Doc. No.: | WG14/N1253 |
---|---|
Date: | 2007-09-06 |
Reply to: | Clark Nelson |
Phone: | +1-503-712-8433 |
Email: | [email protected] |
Consider the following program:
#include <stdio.h> struct X { char a[8]; }; struct X salutation() { struct X result = { "Hello" }; return result; } struct X addressee() { struct X result = { "world" }; return result; } int main() { printf("%s, %s!\n", salutation().a, addressee().a); return 0; }
In C++, this is a perfectly valid program, and prints "Hello, world!".
As far as C99 is concerned, it is syntactically valid, and violates no constraint.
However, it has undefined behavior, because of the last sentence of 6.5.2.2p5: "If
an attempt is made to modify the result of a function call or to access it after
the next sequence point, the behavior is undefined." And in this example, for each
call to a struct-returning function, the sequence point preceding the call to
printf
must necessarily come between the call and the access by
printf
of the string in the returned object.
What purpose is served by declaring programs such as this one to be non-conformant?
Let's consider another example. With the exception of main
, all
functions and declarations from the previous example are part of this example as
well:
int f() { return 'i'; } int main() { printf("%c%c!\n", salutation().a[0], f()); return 0; }
As before, in C++ the behavior of this program is well-defined: it prints "Hi!".
But in C99 it apparently has undefined behavior. This time, there is only one access
to an object resulting from a call to a struct-returning function, and it is right
in plain sight. But unfortunately, the standard allows the possibility that the
sequence point preceding the call to f
might come between the call
to salutation
and accessing (a single byte of) the value of the returned
object.
It should also be noted that in this case the undefined behavior doesn't depend on the fact that the field being accessed from the returned struct is an array; as far as the standard is concerned, undefined behavior is equally possible if a scalar member is selected. In other words, in adding to C99 the possibility of referencing an array member of a non-lvalue struct, accessing any member of a non-lvalue struct was turned into undefined behavior, if the full expression containing the non-lvalue struct contains any other operation that might introduce a sequence point. Formally speaking, this "broke" some conforming C89 programs -- depending on the strictness with which one interprets the phrase "after the next sequence point".

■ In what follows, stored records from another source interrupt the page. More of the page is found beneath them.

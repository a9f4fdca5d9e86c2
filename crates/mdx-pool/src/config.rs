//! Pool configuration.

/// Configuration for the session pool.
///
/// This struct is marked `#[non_exhaustive]` to allow adding new fields
/// in future minor versions without breaking changes. Use the builder
/// pattern methods or [`Default::default()`] to construct instances.
#[derive(Debug, Clone)]
#[non_exhaustive]
pub struct PoolConfig {
    /// Maximum number of idle sessions kept per connection target.
    ///
    /// `None` keeps every healthy session that is returned. When a target
    /// already holds this many idle sessions, further returns are discarded.
    pub max_idle_per_target: Option<usize>,

    /// Whether to try another idle session (and finally a fresh one) when
    /// resuming an idle session fails.
    ///
    /// When disabled, the resume failure is returned to the caller.
    pub fallback_on_resume_failure: bool,

    /// Whether to end the remote session when a broken handle is released.
    ///
    /// By default the transport is closed with the session left alive and
    /// the server expires it on its own timeout.
    pub end_session_on_discard: bool,
}

impl Default for PoolConfig {
    fn default() -> Self {
        Self {
            max_idle_per_target: None,
            fallback_on_resume_failure: true,
            end_session_on_discard: false,
        }
    }
}

impl PoolConfig {
    /// Create a new pool configuration with default values.
    #[must_use]
    pub fn new() -> Self {
        Self::default()
    }

    /// Cap the number of idle sessions kept for each target.
    #[must_use]
    pub fn max_idle_per_target(mut self, count: usize) -> Self {
        self.max_idle_per_target = Some(count);
        self
    }

    /// Keep every healthy returned session.
    #[must_use]
    pub fn unbounded_idle(mut self) -> Self {
        self.max_idle_per_target = None;
        self
    }

    /// Enable or disable falling back when an idle session cannot be resumed.
    #[must_use]
    pub fn fallback_on_resume_failure(mut self, enabled: bool) -> Self {
        self.fallback_on_resume_failure = enabled;
        self
    }

    /// Enable or disable ending the remote session of broken handles.
    #[must_use]
    pub fn end_session_on_discard(mut self, enabled: bool) -> Self {
        self.end_session_on_discard = enabled;
        self
    }

    /// Validate the configuration.
    pub fn validate(&self) -> Result<(), crate::error::PoolError> {
        if self.max_idle_per_target == Some(0) {
            return Err(crate::error::PoolError::Configuration(
                "max_idle_per_target must be greater than 0".into(),
            ));
        }
        Ok(())
    }

    /// Whether a sub-queue holding `idle` sessions may take one more.
    pub(crate) fn has_idle_room(&self, idle: usize) -> bool {
        self.max_idle_per_target.is_none_or(|max| idle < max)
    }
}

It might be possible to "patch" this problem, while substantially retaining the rule that a non-lvalue (a.k.a. temporary) struct can't be accessed after the "next" sequence point. But C++ has a very similar problem (in spades, actually), and the rule in C++ is that the lifetime of a temporary ends at the end of evaluation of the containing full expression. If the rule from C99 needs to be adjusted (and I think it does, if only to recover the ground that was lost from C89), then serious consideration should be given to switching to the C++ rule. This would tend to increase compatibility of both programs and implementations between C and C++.
Assuming the committee agrees that this is a problem that should be addressed, I am not certain what editorial approach the committee would prefer. Two different approaches have occurred to me.
The simplest and most direct would be to change the five relevant occurrences of the phrase "after the next sequence point" (in the descriptions of function call, conditional operator, assignment operator, comma operator, and the summary of undefined behavior in annex J) to instead read something like "after the end of the containing full expression". Unfortunately that wouldn't quite handle cases where the operations in question are contained in a full declarator instead of a full expression. But it would probably work to say that all the subexpressions of a full declarator together constitute a full expression.
The other approach would be more basic and more thorough. It would ascribe storage duration and lifetime to these non-lvalue objects. Then the five specific references described above would simply vanish, being subsumed by the general statement that accessing an object after the end of its lifetime gives undefined behavior. Besides getting rid of four special-case rules, this approach would have the advantage that the terms of description would be more compatible with those used in C++.